**Exercise prompt**
Every line with "bool" in it should be copied from the data.

**Record set**

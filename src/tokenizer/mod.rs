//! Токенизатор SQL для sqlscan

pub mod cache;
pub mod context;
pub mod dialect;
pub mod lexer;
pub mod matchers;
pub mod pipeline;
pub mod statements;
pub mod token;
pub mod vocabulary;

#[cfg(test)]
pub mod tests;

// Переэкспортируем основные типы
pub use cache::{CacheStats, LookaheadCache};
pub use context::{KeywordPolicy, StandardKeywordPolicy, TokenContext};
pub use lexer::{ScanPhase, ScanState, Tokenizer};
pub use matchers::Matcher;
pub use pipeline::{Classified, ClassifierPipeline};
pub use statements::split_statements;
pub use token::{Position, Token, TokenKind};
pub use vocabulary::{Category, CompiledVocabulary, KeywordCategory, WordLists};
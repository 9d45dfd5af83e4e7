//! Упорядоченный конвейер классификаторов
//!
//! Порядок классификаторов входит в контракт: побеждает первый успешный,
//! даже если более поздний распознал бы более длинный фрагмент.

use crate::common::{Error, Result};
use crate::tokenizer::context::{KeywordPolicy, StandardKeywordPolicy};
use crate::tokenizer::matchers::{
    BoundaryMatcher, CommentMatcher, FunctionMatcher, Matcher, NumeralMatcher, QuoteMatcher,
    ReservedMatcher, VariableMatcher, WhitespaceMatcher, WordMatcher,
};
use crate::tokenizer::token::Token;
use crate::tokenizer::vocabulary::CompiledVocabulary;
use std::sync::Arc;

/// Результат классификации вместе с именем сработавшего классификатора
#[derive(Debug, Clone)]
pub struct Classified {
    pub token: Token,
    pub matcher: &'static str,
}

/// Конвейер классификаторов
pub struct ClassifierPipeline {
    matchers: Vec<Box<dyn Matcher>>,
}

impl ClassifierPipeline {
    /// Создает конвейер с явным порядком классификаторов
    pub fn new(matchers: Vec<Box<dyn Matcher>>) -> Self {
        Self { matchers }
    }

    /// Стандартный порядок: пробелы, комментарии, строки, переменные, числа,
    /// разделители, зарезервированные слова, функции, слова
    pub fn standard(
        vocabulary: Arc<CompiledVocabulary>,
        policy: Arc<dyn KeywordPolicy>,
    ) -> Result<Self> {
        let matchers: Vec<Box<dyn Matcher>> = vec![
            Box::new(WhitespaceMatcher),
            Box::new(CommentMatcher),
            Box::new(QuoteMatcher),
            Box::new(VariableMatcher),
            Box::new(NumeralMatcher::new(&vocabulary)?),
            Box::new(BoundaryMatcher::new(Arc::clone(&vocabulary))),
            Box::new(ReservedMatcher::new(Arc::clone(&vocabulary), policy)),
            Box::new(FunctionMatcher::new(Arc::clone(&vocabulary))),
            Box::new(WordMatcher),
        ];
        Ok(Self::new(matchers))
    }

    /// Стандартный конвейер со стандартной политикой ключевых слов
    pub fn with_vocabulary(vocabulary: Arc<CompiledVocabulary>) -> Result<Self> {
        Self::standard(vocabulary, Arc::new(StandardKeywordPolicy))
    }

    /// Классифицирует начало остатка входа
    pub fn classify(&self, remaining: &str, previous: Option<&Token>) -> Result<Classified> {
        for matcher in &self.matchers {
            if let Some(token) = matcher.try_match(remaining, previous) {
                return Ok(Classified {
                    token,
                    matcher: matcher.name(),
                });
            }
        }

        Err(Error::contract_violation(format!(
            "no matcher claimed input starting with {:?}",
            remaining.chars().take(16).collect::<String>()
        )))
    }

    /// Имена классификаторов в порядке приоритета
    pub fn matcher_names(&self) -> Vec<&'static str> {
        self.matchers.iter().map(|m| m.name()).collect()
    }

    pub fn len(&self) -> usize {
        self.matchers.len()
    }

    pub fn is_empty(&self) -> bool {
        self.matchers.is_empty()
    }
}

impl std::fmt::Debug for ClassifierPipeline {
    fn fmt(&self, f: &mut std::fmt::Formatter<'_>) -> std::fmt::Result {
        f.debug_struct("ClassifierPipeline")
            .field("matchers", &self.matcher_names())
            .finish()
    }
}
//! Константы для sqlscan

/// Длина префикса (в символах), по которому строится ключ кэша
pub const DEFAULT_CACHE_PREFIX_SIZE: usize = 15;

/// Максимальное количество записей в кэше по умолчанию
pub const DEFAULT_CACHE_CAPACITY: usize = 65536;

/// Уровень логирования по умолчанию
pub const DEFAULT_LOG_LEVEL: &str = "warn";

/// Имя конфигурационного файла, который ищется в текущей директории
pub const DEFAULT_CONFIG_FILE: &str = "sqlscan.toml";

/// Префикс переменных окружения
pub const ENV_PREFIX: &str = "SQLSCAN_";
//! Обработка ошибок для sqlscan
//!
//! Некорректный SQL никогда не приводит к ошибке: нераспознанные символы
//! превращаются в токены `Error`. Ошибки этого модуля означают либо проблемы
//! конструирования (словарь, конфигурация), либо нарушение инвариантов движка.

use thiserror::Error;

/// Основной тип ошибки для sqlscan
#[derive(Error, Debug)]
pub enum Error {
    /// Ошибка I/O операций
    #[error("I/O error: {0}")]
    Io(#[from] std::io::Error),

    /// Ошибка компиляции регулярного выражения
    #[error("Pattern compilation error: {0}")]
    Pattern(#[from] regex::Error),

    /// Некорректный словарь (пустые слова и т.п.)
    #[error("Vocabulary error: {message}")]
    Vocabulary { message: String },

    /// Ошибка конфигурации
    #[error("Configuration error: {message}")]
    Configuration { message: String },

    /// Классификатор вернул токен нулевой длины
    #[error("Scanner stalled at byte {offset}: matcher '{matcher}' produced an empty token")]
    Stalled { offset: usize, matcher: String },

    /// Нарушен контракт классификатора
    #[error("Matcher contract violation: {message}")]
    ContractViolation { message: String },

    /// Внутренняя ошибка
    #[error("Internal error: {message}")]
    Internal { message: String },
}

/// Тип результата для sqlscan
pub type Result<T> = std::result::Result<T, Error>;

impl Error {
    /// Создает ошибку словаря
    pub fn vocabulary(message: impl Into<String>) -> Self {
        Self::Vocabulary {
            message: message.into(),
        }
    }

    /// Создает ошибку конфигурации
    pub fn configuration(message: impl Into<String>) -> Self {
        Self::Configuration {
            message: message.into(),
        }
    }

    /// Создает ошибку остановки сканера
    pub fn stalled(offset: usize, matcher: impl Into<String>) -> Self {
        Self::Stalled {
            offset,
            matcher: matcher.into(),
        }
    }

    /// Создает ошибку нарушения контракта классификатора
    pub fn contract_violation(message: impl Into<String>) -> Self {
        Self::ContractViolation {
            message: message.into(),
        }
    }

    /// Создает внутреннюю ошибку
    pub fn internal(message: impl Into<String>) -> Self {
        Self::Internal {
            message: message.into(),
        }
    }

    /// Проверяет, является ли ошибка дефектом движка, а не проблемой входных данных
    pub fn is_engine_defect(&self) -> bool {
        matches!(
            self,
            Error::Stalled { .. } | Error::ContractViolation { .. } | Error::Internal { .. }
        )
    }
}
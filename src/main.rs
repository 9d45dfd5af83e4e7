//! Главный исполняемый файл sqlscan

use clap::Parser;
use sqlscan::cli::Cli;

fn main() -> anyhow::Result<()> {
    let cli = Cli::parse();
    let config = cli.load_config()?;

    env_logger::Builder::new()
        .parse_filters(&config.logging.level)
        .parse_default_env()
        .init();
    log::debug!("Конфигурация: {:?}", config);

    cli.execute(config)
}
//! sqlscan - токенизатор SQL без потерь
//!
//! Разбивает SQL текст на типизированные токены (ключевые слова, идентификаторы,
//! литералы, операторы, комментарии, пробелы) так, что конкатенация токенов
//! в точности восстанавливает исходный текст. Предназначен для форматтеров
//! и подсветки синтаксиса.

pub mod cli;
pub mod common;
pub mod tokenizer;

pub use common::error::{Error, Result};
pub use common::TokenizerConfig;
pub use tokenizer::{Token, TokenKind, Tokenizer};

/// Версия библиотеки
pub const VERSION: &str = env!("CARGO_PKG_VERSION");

**Answer area**
    pub fn is_empty(&self) -> bool {
    pub fn is_engine_defect(&self) -> bool {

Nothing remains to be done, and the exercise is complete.